MATERIAL FOR THIS TASK >>

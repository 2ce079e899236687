use chrono::{DateTime, Utc};
use serde::{Deserialize, Serialize};
use std::fmt;
use uuid::Uuid;

use crate::task::{TaskId, TaskStatus};

pub type ChangeId = Uuid;

/// Attribute touched by a pending change. `Created` and `Sprint` are the
/// entries written by task creation and moves.
#[derive(Debug, Clone, Copy, PartialEq, Eq, Hash, Serialize, Deserialize)]
#[serde(rename_all = "lowercase")]
pub enum ChangeField {
    Created,
    Sprint,
    Title,
    Points,
    Status,
    Assignee,
    Description,
}

impl ChangeField {
    pub fn as_str(&self) -> &'static str {
        match self {
            ChangeField::Created => "created",
            ChangeField::Sprint => "sprint",
            ChangeField::Title => "title",
            ChangeField::Points => "points",
            ChangeField::Status => "status",
            ChangeField::Assignee => "assignee",
            ChangeField::Description => "description",
        }
    }
}

impl fmt::Display for ChangeField {
    fn fmt(&self, f: &mut fmt::Formatter<'_>) -> fmt::Result {
        f.write_str(self.as_str())
    }
}

/// Old or new value of a pending change. Serialized untagged, so a ledger
/// reloaded from disk may surface a text value that happens to spell a
/// status label as `Status`; the accessors treat both forms alike.
#[derive(Debug, Clone, PartialEq, Serialize, Deserialize, Default)]
#[serde(untagged)]
pub enum ChangeValue {
    #[default]
    Empty,
    Number(f64),
    Status(TaskStatus),
    Text(String),
}

impl ChangeValue {
    pub fn text(value: Option<&str>) -> Self {
        match value {
            Some(text) => ChangeValue::Text(text.to_string()),
            None => ChangeValue::Empty,
        }
    }

    pub fn is_empty(&self) -> bool {
        matches!(self, ChangeValue::Empty)
    }

    pub fn as_text(&self) -> Option<String> {
        match self {
            ChangeValue::Text(text) => Some(text.clone()),
            ChangeValue::Status(status) => Some(status.label().to_string()),
            ChangeValue::Number(n) => Some(n.to_string()),
            ChangeValue::Empty => None,
        }
    }

    pub fn as_number(&self) -> Option<f64> {
        match self {
            ChangeValue::Number(n) => Some(*n),
            ChangeValue::Text(text) => text.parse().ok(),
            _ => None,
        }
    }

    pub fn as_status(&self) -> Option<TaskStatus> {
        match self {
            ChangeValue::Status(status) => Some(*status),
            ChangeValue::Text(text) => text.parse().ok(),
            _ => None,
        }
    }
}

impl fmt::Display for ChangeValue {
    fn fmt(&self, f: &mut fmt::Formatter<'_>) -> fmt::Result {
        match self {
            ChangeValue::Empty => f.write_str("(none)"),
            ChangeValue::Number(n) => write!(f, "{}", n),
            ChangeValue::Status(status) => write!(f, "{}", status),
            ChangeValue::Text(text) => f.write_str(text),
        }
    }
}

impl From<f64> for ChangeValue {
    fn from(value: f64) -> Self {
        ChangeValue::Number(value)
    }
}

impl From<TaskStatus> for ChangeValue {
    fn from(value: TaskStatus) -> Self {
        ChangeValue::Status(value)
    }
}

impl From<&str> for ChangeValue {
    fn from(value: &str) -> Self {
        ChangeValue::Text(value.to_string())
    }
}

impl From<Option<&String>> for ChangeValue {
    fn from(value: Option<&String>) -> Self {
        ChangeValue::text(value.map(String::as_str))
    }
}

/// One local edit not yet confirmed against the remote tracker.
#[derive(Debug, Clone, PartialEq, Serialize, Deserialize)]
#[serde(rename_all = "camelCase")]
pub struct PendingChange {
    pub id: ChangeId,
    /// Position in the ledger; strictly increasing in append order.
    #[serde(default)]
    pub sequence: u64,
    pub task_id: TaskId,
    /// Task title when the change was recorded.
    pub task_title: String,
    pub field: ChangeField,
    pub old_value: ChangeValue,
    pub new_value: ChangeValue,
    pub timestamp: DateTime<Utc>,
}

impl PendingChange {
    pub fn is_creation(&self) -> bool {
        self.field == ChangeField::Created
    }

    pub fn summary(&self) -> String {
        match self.field {
            ChangeField::Created => format!("created '{}'", self.task_title),
            field => format!(
                "{} of '{}': {} -> {}",
                field, self.task_title, self.old_value, self.new_value
            ),
        }
    }
}
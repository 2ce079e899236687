use crate::cli::{TaskAction, TaskAddArgs, TaskUpdateArgs};
use crate::context::CliContext;
use crate::handlers::board::TaskView;
use crate::output;
use anyhow::{anyhow, bail};
use sprintcap_domain::{FieldUpdate, NewTask, TaskUpdate};

fn field_update<T>(value: Option<T>, clear: bool) -> FieldUpdate<T> {
    if clear {
        FieldUpdate::Clear
    } else {
        value.map(FieldUpdate::Set).unwrap_or(FieldUpdate::NoChange)
    }
}

pub fn handle(ctx: &mut CliContext, action: TaskAction) -> anyhow::Result<()> {
    match action {
        TaskAction::Add(args) => handle_add(ctx, args),
        TaskAction::List {
            sprint,
            backlog,
            assignee,
        } => {
            let board = ctx.board();
            let tasks: Vec<TaskView> = board
                .tasks()
                .iter()
                .filter(|t| match (&sprint, backlog) {
                    (Some(name), _) => t.sprint.as_ref() == Some(name),
                    (None, true) => t.is_in_backlog(),
                    (None, false) => true,
                })
                .filter(|t| assignee.as_deref().map_or(true, |a| t.is_assigned_to(a)))
                .map(TaskView::from)
                .collect();
            output::output_list(tasks)
        }
        TaskAction::Get { id } => {
            let board = ctx.board();
            let task = board
                .task(&id)
                .ok_or_else(|| anyhow!("Task not found: {}", id))?;
            output::output_success(TaskView::from(task))
        }
        TaskAction::Update(args) => handle_update(ctx, args),
        TaskAction::Move { id, to, backlog } => {
            let mut board = ctx.board();
            if board.task(&id).is_none() {
                bail!("Task not found: {}", id);
            }
            let target = if backlog { None } else { to };
            if let Some(name) = &target {
                if board.sprint(name).is_none() {
                    bail!("Sprint not found: {}", name);
                }
            }

            let changed = board.move_task(&id, target.as_deref());
            output::output_success(serde_json::json!({
                "task": board.task(&id),
                "changed": changed,
            }))
        }
    }
}

fn handle_add(ctx: &mut CliContext, args: TaskAddArgs) -> anyhow::Result<()> {
    if args.title.trim().is_empty() {
        bail!("Task title cannot be empty");
    }
    let mut board = ctx.board();
    if let Some(id) = &args.id {
        if board.task(id).is_some() {
            bail!("Task already exists: {}", id);
        }
    }

    let id = board.add_task(NewTask {
        id: args.id,
        title: args.title,
        points: args.points,
        status: args.status,
        assignee: args.assignee,
        sprint: args.sprint,
        description: args.description,
        color: args.color,
    });
    let task = board
        .task(&id)
        .ok_or_else(|| anyhow!("Task was not created: {}", id))?;
    output::output_success(TaskView::from(task))
}

fn handle_update(ctx: &mut CliContext, args: TaskUpdateArgs) -> anyhow::Result<()> {
    let mut board = ctx.board();
    if board.task(&args.id).is_none() {
        bail!("Task not found: {}", args.id);
    }

    let updates = TaskUpdate {
        title: args.title,
        points: args.points,
        status: args.status,
        assignee: field_update(args.assignee, args.clear_assignee),
        sprint: field_update(args.sprint, args.clear_sprint),
        description: field_update(args.description, args.clear_description),
        color: field_update(args.color, args.clear_color),
    };
    let changed = board.update_task(&args.id, updates);

    output::output_success(serde_json::json!({
        "task": board.task(&args.id),
        "changed": changed,
    }))
}
//! Shape checks over Ripper nodes.

use gorbe_syntax::{Node, Sexp, Tag};

use crate::error::{CodegenError, CodegenResult};

pub trait NodeShape {
    fn expect_arity(&self, size: usize) -> CodegenResult<()>;
    fn child(&self, index: usize) -> CodegenResult<&Sexp>;
    fn child_node(&self, index: usize) -> CodegenResult<&Node>;
    fn token_text(&self) -> CodegenResult<&str>;
    /// Operator at `index`: a bare symbol, or an `@op`/`@period` token.
    fn operator_at(&self, index: usize) -> CodegenResult<&str>;
}

impl NodeShape for Node {
    fn expect_arity(&self, size: usize) -> CodegenResult<()> {
        CodegenError::expect_arity(self, size)
    }

    fn child(&self, index: usize) -> CodegenResult<&Sexp> {
        self.get(index)
            .ok_or_else(|| CodegenError::structural(self, format!("Node has no element {index}.")))
    }

    fn child_node(&self, index: usize) -> CodegenResult<&Node> {
        self.child(index)?
            .as_node()
            .ok_or_else(|| {
                CodegenError::structural(self, format!("Element {index} must be a node."))
            })
    }

    fn token_text(&self) -> CodegenResult<&str> {
        self.text().ok_or_else(|| CodegenError::structural(self, "Node must be a scanner token."))
    }

    fn operator_at(&self, index: usize) -> CodegenResult<&str> {
        match self.child(index)? {
            Sexp::Atom(op) => Ok(op),
            Sexp::Node(token) if token.is_token() => token.token_text(),
            _ => {
                let message = format!("Element {index} must be an operator.");
                Err(CodegenError::structural(self, message))
            }
        }
    }
}

/// Nil, `false` and `[]` all mean "nothing here" in Ripper output.
pub fn is_absent(sexp: &Sexp) -> bool {
    match sexp {
        Sexp::List(items) => items.is_empty(),
        other => other.is_absent(),
    }
}

/// Positional arguments of a call, index, `return` or `when` clause.
pub fn argument_list(sexp: &Sexp) -> CodegenResult<Vec<&Sexp>> {
    match sexp {
        Sexp::Nil | Sexp::Bool(false) => Ok(Vec::new()),
        Sexp::List(items) => Ok(items.iter().collect()),
        Sexp::Node(node) => match node.tag() {
            Tag::ArgParen => {
                node.expect_arity(2)?;
                argument_list(node.child(1)?)
            }
            Tag::ArgsAddBlock => {
                node.expect_arity(3)?;
                if !is_absent(node.child(2)?) {
                    return Err(CodegenError::unsupported(node));
                }
                argument_list(node.child(1)?)
            }
            _ => Ok(vec![sexp]),
        },
        other => Err(CodegenError::malformed(other, "Expected an argument list.")),
    }
}

/// Statements of a body: a list, a single modifier-form statement, or nothing.
pub fn statement_list(sexp: &Sexp) -> Vec<&Sexp> {
    match sexp {
        Sexp::List(items) => items.iter().collect(),
        Sexp::Node(_) => vec![sexp],
        _ => Vec::new(),
    }
}

/// Whether lowering `sexp` may store into a local of the current method.
/// `def` and `class` count since they bind their own name.
pub fn rebinds_locals(sexp: &Sexp) -> bool {
    match sexp {
        Sexp::Node(node) => match node.tag() {
            Tag::Assign | Tag::OpAssign | Tag::Def | Tag::Class => true,
            _ => node.children().iter().any(rebinds_locals),
        },
        Sexp::List(items) => items.iter().any(rebinds_locals),
        _ => false,
    }
}

#[cfg(test)]
mod tests {
    use super::*;
    use gorbe_syntax::Position;

    fn int(text: &str) -> Sexp {
        Node::token(Tag::Int, text, Position::new(1, 0)).into()
    }

    #[test]
    fn test_argument_list_unwraps_containers() {
        let block = Node::new(
            Tag::ArgsAddBlock,
            vec![Sexp::List(vec![int("1"), int("2")]), Sexp::Bool(false)],
        );
        let paren: Sexp = Node::new(Tag::ArgParen, vec![block.into()]).into();
        assert_eq!(argument_list(&paren).unwrap().len(), 2);
        assert!(argument_list(&Sexp::Nil).unwrap().is_empty());
        assert_eq!(argument_list(&int("3")).unwrap().len(), 1);
    }

    #[test]
    fn test_block_argument_is_unsupported() {
        let block = Node::new(
            Tag::ArgsAddBlock,
            vec![Sexp::List(vec![]), Node::token(Tag::Ident, "blk", Position::new(1, 0)).into()],
        );
        let err = argument_list(&block.into()).unwrap_err();
        assert!(
            matches!(err, CodegenError::Unsupported { ref tag, .. } if tag == "args_add_block")
        );
    }

    #[test]
    fn test_operator_forms() {
        let call = Node::new(
            Tag::Call,
            vec![
                int("1"),
                Node::token(Tag::Period, ".", Position::new(1, 1)).into(),
                Sexp::Atom("+".into()),
            ],
        );
        assert_eq!(call.operator_at(2).unwrap(), ".");
        assert_eq!(call.operator_at(3).unwrap(), "+");
        assert!(call.operator_at(1).is_err());
    }

    #[test]
    fn test_rebinds_locals_looks_through_nesting() {
        let x = Node::token(Tag::Ident, "x", Position::new(1, 0));
        let x = Node::new(Tag::VarField, vec![x.into()]);
        let assign: Sexp = Node::new(Tag::Assign, vec![x.into(), int("5")]).into();
        let paren: Sexp = Node::new(Tag::Paren, vec![Sexp::List(vec![assign])]).into();
        assert!(rebinds_locals(&paren));
        let sum: Sexp =
            Node::new(Tag::Binary, vec![int("1"), Sexp::Atom("+".into()), int("2")]).into();
        assert!(!rebinds_locals(&sum));
        assert!(!rebinds_locals(&Sexp::Nil));
    }
}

WORK REQUIRED >>
Return only the lines above that run from the opening line through the line containing "happens to spell a", exactly as written.

RESULT >>
repository 2ce079e899236687
use chrono::{DateTime, Utc};
use serde::{Deserialize, Serialize};
use std::fmt;
use uuid::Uuid;

use crate::task::{TaskId, TaskStatus};

pub type ChangeId = Uuid;

/// Attribute touched by a pending change. `Created` and `Sprint` are the
/// entries written by task creation and moves.
#[derive(Debug, Clone, Copy, PartialEq, Eq, Hash, Serialize, Deserialize)]
#[serde(rename_all = "lowercase")]
pub enum ChangeField {
    Created,
    Sprint,
    Title,
    Points,
    Status,
    Assignee,
    Description,
}

impl ChangeField {
    pub fn as_str(&self) -> &'static str {
        match self {
            ChangeField::Created => "created",
            ChangeField::Sprint => "sprint",
            ChangeField::Title => "title",
            ChangeField::Points => "points",
            ChangeField::Status => "status",
            ChangeField::Assignee => "assignee",
            ChangeField::Description => "description",
        }
    }
}

impl fmt::Display for ChangeField {
    fn fmt(&self, f: &mut fmt::Formatter<'_>) -> fmt::Result {
        f.write_str(self.as_str())
    }
}

/// Old or new value of a pending change. Serialized untagged, so a ledger
/// reloaded from disk may surface a text value that happens to spell a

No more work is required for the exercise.